___ Data excerpts ___
use chrono::{DateTime, Utc};

use super::error::CacheResult;
use super::store::CacheFields;

const FIELD_TENANT: &str = "tenant";
const FIELD_ROLE: &str = "role";
const FIELD_QUERY: &str = "query";
const FIELD_EMBEDDING: &str = "embedding";
const FIELD_ANSWER: &str = "answer";
const FIELD_SOURCES: &str = "sources";
const FIELD_TIMESTAMP: &str = "timestamp";

/// Serializes an embedding as packed little-endian `f32`s.
pub fn embedding_to_bytes(embedding: &[f32]) -> Vec<u8> {
    embedding.iter().flat_map(|v| v.to_le_bytes()).collect()
}

/// Inverse of [`embedding_to_bytes`]; `None` when the byte length is not a whole
/// number of non-zero `f32`s.
pub fn embedding_from_bytes(bytes: &[u8]) -> Option<Vec<f32>> {
    if bytes.is_empty() || bytes.len() % 4 != 0 {
        return None;
    }
    Some(
        bytes
            .chunks_exact(4)
            .map(|c| f32::from_le_bytes([c[0], c[1], c[2], c[3]]))
            .collect(),
    )
}

/// A cached answer as written to the store.
#[derive(Debug, Clone, PartialEq)]
pub struct CacheEntry {
    pub tenant: String,
    pub role: String,
    pub query: String,
    pub embedding: Vec<f32>,
    pub answer: String,
    pub sources: Vec<String>,
    pub timestamp: DateTime<Utc>,
}

impl CacheEntry {
    pub fn to_fields(&self) -> CacheResult<CacheFields> {
        let mut fields = CacheFields::with_capacity(7);
        fields.insert(FIELD_TENANT.to_string(), self.tenant.clone().into_bytes());
        fields.insert(FIELD_ROLE.to_string(), self.role.clone().into_bytes());
        fields.insert(FIELD_QUERY.to_string(), self.query.clone().into_bytes());
        fields.insert(
            FIELD_EMBEDDING.to_string(),
            embedding_to_bytes(&self.embedding),
        );
        fields.insert(FIELD_ANSWER.to_string(), self.answer.clone().into_bytes());
        fields.insert(FIELD_SOURCES.to_string(), serde_json::to_vec(&self.sources)?);
        fields.insert(
            FIELD_TIMESTAMP.to_string(),
            self.timestamp.to_rfc3339().into_bytes(),
        );
        Ok(fields)
    }

    /// Decodes stored fields. The embedding and answer are required; the other
    /// fields fall back to empty values.
    pub fn from_fields(fields: &CacheFields) -> Option<Self> {
        let text = |name: &str| {
            fields
                .get(name)
                .map(|v| String::from_utf8_lossy(v).into_owned())
        };

        let embedding = embedding_from_bytes(fields.get(FIELD_EMBEDDING)?)?;
        let answer = text(FIELD_ANSWER)?;
        let sources = fields
            .get(FIELD_SOURCES)
            .and_then(|v| serde_json::from_slice::<Vec<String>>(v).ok())
            .unwrap_or_default();
        let timestamp = text(FIELD_TIMESTAMP)
            .and_then(|t| DateTime::parse_from_rfc3339(&t).ok())
            .map(|t| t.with_timezone(&Utc))
            .unwrap_or(DateTime::<Utc>::UNIX_EPOCH);

        Some(Self {
            tenant: text(FIELD_TENANT).unwrap_or_default(),
            role: text(FIELD_ROLE).unwrap_or_default(),
            query: text(FIELD_QUERY).unwrap_or_default(),
            embedding,
            answer,
            sources,
            timestamp,
        })
    }
}

/// A lookup that passed the similarity gate.
#[derive(Debug, Clone, PartialEq)]
pub struct CacheHit {
    pub answer: String,
    pub sources: Vec<String>,
    pub similarity: f32,
    /// The query text that produced the cached answer.
    pub cached_query: String,
    pub timestamp: DateTime<Utc>,
}
use std::io;
use std::path::Path;

use tokenizers::{Tokenizer, TruncationParams};

/// Resolves `tokenizer.json` from a model directory, or accepts the file itself.
pub fn tokenizer_path(model_path: &Path) -> io::Result<std::path::PathBuf> {
    if model_path
        .file_name()
        .is_some_and(|name| name == std::ffi::OsStr::new("tokenizer.json"))
    {
        return Ok(model_path.to_path_buf());
    }
    if model_path.is_dir() {
        return Ok(model_path.join("tokenizer.json"));
    }
    model_path
        .parent()
        .map(|p| p.join("tokenizer.json"))
        .ok_or_else(|| io::Error::new(io::ErrorKind::NotFound, "model path has no parent"))
}

/// Loads a tokenizer that truncates (query, passage) pairs to `max_len` tokens.
///
/// Cross-encoders have a hard position limit; long passages are cut, never rejected.
pub fn load_pair_tokenizer(model_path: &Path, max_len: usize) -> io::Result<Tokenizer> {
    let mut tokenizer = Tokenizer::from_file(tokenizer_path(model_path)?).map_err(io::Error::other)?;
    tokenizer
        .with_truncation(Some(TruncationParams {
            max_length: max_len,
            ..Default::default()
        }))
        .map_err(|e| io::Error::other(format!("failed to configure truncation: {e}")))?;
    Ok(tokenizer)
}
___
## Exercise prompt
A faithful, word-for-word transcription of the data above is required.

## Result below
use chrono::{DateTime, Utc};

use super::error::CacheResult;
use super::store::CacheFields;

const FIELD_TENANT: &str = "tenant";
const FIELD_ROLE: &str = "role";
const FIELD_QUERY: &str = "query";
const FIELD_EMBEDDING: &str = "embedding";
const FIELD_ANSWER: &str = "answer";
const FIELD_SOURCES: &str = "sources";
const FIELD_TIMESTAMP: &str = "timestamp";

/// Serializes an embedding as packed little-endian `f32`s.
pub fn embedding_to_bytes(embedding: &[f32]) -> Vec<u8> {
    embedding.iter().flat_map(|v| v.to_le_bytes()).collect()
}

/// Inverse of [`embedding_to_bytes`]; `None` when the byte length is not a whole
/// number of non-zero `f32`s.
pub fn embedding_from_bytes(bytes: &[u8]) -> Option<Vec<f32>> {
    if bytes.is_empty() || bytes.len() % 4 != 0 {
        return None;
    }
    Some(
        bytes
            .chunks_exact(4)
            .map(|c| f32::from_le_bytes([c[0], c[1], c[2], c[3]]))
            .collect(),
    )
}

/// A cached answer as written to the store.
#[derive(Debug, Clone, PartialEq)]
pub struct CacheEntry {
    pub tenant: String,
    pub role: String,
    pub query: String,
    pub embedding: Vec<f32>,
    pub answer: String,
    pub sources: Vec<String>,
    pub timestamp: DateTime<Utc>,
}

impl CacheEntry {
    pub fn to_fields(&self) -> CacheResult<CacheFields> {
        let mut fields = CacheFields::with_capacity(7);
        fields.insert(FIELD_TENANT.to_string(), self.tenant.clone().into_bytes());
        fields.insert(FIELD_ROLE.to_string(), self.role.clone().into_bytes());
        fields.insert(FIELD_QUERY.to_string(), self.query.clone().into_bytes());
        fields.insert(
            FIELD_EMBEDDING.to_string(),
            embedding_to_bytes(&self.embedding),
        );
        fields.insert(FIELD_ANSWER.to_string(), self.answer.clone().into_bytes());
        fields.insert(FIELD_SOURCES.to_string(), serde_json::to_vec(&self.sources)?);
        fields.insert(
            FIELD_TIMESTAMP.to_string(),
            self.timestamp.to_rfc3339().into_bytes(),
        );
        Ok(fields)
    }

    /// Decodes stored fields. The embedding and answer are required; the other
    /// fields fall back to empty values.
    pub fn from_fields(fields: &CacheFields) -> Option<Self> {
        let text = |name: &str| {
            fields
                .get(name)
                .map(|v| String::from_utf8_lossy(v).into_owned())
        };

        let embedding = embedding_from_bytes(fields.get(FIELD_EMBEDDING)?)?;
        let answer = text(FIELD_ANSWER)?;
        let sources = fields
            .get(FIELD_SOURCES)
            .and_then(|v| serde_json::from_slice::<Vec<String>>(v).ok())
            .unwrap_or_default();
        let timestamp = text(FIELD_TIMESTAMP)
            .and_then(|t| DateTime::parse_from_rfc3339(&t).ok())
            .map(|t| t.with_timezone(&Utc))
            .unwrap_or(DateTime::<Utc>::UNIX_EPOCH);

        Some(Self {
            tenant: text(FIELD_TENANT).unwrap_or_default(),
            role: text(FIELD_ROLE).unwrap_or_default(),
            query: text(FIELD_QUERY).unwrap_or_default(),
            embedding,
            answer,
            sources,
            timestamp,
        })
    }
}

/// A lookup that passed the similarity gate.
#[derive(Debug, Clone, PartialEq)]
pub struct CacheHit {
    pub answer: String,
    pub sources: Vec<String>,
    pub similarity: f32,
    /// The query text that produced the cached answer.
    pub cached_query: String,
    pub timestamp: DateTime<Utc>,
}
use std::io;
use std::path::Path;

use tokenizers::{Tokenizer, TruncationParams};

/// Resolves `tokenizer.json` from a model directory, or accepts the file itself.
pub fn tokenizer_path(model_path: &Path) -> io::Result<std::path::PathBuf> {
    if model_path
        .file_name()
        .is_some_and(|name| name == std::ffi::OsStr::new("tokenizer.json"))
    {
        return Ok(model_path.to_path_buf());
    }
    if model_path.is_dir() {
        return Ok(model_path.join("tokenizer.json"));
    }
    model_path
        .parent()
        .map(|p| p.join("tokenizer.json"))
        .ok_or_else(|| io::Error::new(io::ErrorKind::NotFound, "model path has no parent"))
}

/// Loads a tokenizer that truncates (query, passage) pairs to `max_len` tokens.
///
/// Cross-encoders have a hard position limit; long passages are cut, never rejected.
pub fn load_pair_tokenizer(model_path: &Path, max_len: usize) -> io::Result<Tokenizer> {
    let mut tokenizer = Tokenizer::from_file(tokenizer_path(model_path)?).map_err(io::Error::other)?;
    tokenizer
        .with_truncation(Some(TruncationParams {
            max_length: max_len,
            ..Default::default()
        }))
        .map_err(|e| io::Error::other(format!("failed to configure truncation: {e}")))?;
    Ok(tokenizer)
}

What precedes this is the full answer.